- Born: 1993 (age 32–33)
- Education: University of Havana
- Occupation: Journalist
- Employer: ABC
- Partner: Ángel Satiesteban

= Camila Acosta =

Cuban journalist

Camila Acosta (1993) is a Cuban journalist that works as a correspondent for the Spanish newspaper ABC in her home country corresponsal. Acosta has been detained several times by Cuban authorities due to her work, openly critic to the Castrista system.

== Career and detentions ==
Camila studied at the Communications Faculty of the University of Havana between 2011 and 2016. She began her professional career working for the official Cuban press and began her social service practices on the Canal Habana television, but soon she switched to independent journalism in media outlets such as Cubanet.

During her career, Acosta has been detained several times in her home country.

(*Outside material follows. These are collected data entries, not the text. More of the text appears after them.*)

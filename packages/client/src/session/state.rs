//! Observable chat view.

use lounge_server::infrastructure::dto::websocket::{
    MessageDto, ServerEvent, TypingUserDto, UserProfileDto, UserTypingPayload,
};

use super::dedup;

/// What the presentation layer renders
#[derive(Debug, Clone, Default, PartialEq, Eq)]
pub struct ChatView {
    /// Messages of the current room, ordered by timestamp
    pub messages: Vec<MessageDto>,
    /// Roster of the current room
    pub room_users: Vec<UserProfileDto>,
    /// Everyone online
    pub active_users: Vec<UserProfileDto>,
    /// Who is typing in the current room
    pub user_typing: Option<TypingUserDto>,
    pub current_room: Option<String>,
    /// The signed-in user; rosters of the current room always include them
    pub own_id: Option<String>,
}

impl ChatView {
    /// Empty view for `user_id`
    pub fn for_user(user_id: &str) -> Self {
        Self {
            own_id: Some(user_id.to_string()),
            ..Self::default()
        }
    }

    /// Apply a server event. Returns `true` when the view changed.
    pub fn apply(&mut self, event: ServerEvent, dedup_window_millis: i64) -> bool {
        match event {
            ServerEvent::ActiveUsers(users) => {
                self.active_users = users;
                true
            }
            ServerEvent::RoomUsers(users) => {
                if self.current_room.is_none() {
                    return false;
                }
                // A roster without us belongs to a room we just left
                if let Some(own_id) = &self.own_id
                    && !users.iter().any(|user| &user.id == own_id)
                {
                    return false;
                }
                self.room_users = users;
                true
            }
            ServerEvent::RoomHistory(messages) => {
                self.merge_messages(messages, dedup_window_millis)
            }
            ServerEvent::NewMessage(message) => {
                self.merge_messages(vec![message], dedup_window_millis)
            }
            ServerEvent::UserTyping(payload) => self.apply_typing(payload),
        }
    }

    /// Merge messages of the current room, skipping duplicates
    pub fn merge_messages(&mut self, messages: Vec<MessageDto>, dedup_window_millis: i64) -> bool {
        let mut changed = false;
        for message in messages {
            if self.current_room.as_deref() != Some(message.room_id.as_str()) {
                continue;
            }
            if dedup::is_duplicate(&self.messages, &message, dedup_window_millis) {
                continue;
            }
            dedup::insert_ordered(&mut self.messages, message);
            changed = true;
        }
        changed
    }

    fn apply_typing(&mut self, payload: UserTypingPayload) -> bool {
        if payload.is_typing {
            self.user_typing = Some(payload.user);
            return true;
        }
        let same_user = self
            .user_typing
            .as_ref()
            .is_some_and(|typing| typing.id == payload.user.id);
        if same_user {
            self.user_typing = None;
        }
        same_user
    }

    /// Switch to `room_id` with an empty log
    pub fn enter_room(&mut self, room_id: &str) {
        self.messages.clear();
        self.user_typing = None;
        self.room_users.clear();
        self.current_room = Some(room_id.to_string());
    }

    /// Leave `room_id` if it is the current room
    pub fn exit_room(&mut self, room_id: &str) -> bool {
        if self.current_room.as_deref() != Some(room_id) {
            return false;
        }
        self.messages.clear();
        self.user_typing = None;
        self.room_users.clear();
        self.current_room = None;
        true
    }
}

She has been evicted almost a dozen times by landlords who were threatened with expropriating their properties if they refused to evict her.

Since February 2021 she has collaborated with the Spanish newspaper ABC as a correspondent in Havana, where she has reported on very multiple topics, including the Congress of the Communist Party of Cuba, COVID-19 health crisis, and the bilateral relations between Cuba and the European Union.

One of the last of her detentions took place on 12 July 2021, after informing about the protests that took place that weekend. Prior to her arrest, her digital networks had been blocked and she had not been able to report the latest events.

Her partner is the Cuban writer Ángel Satiesteban.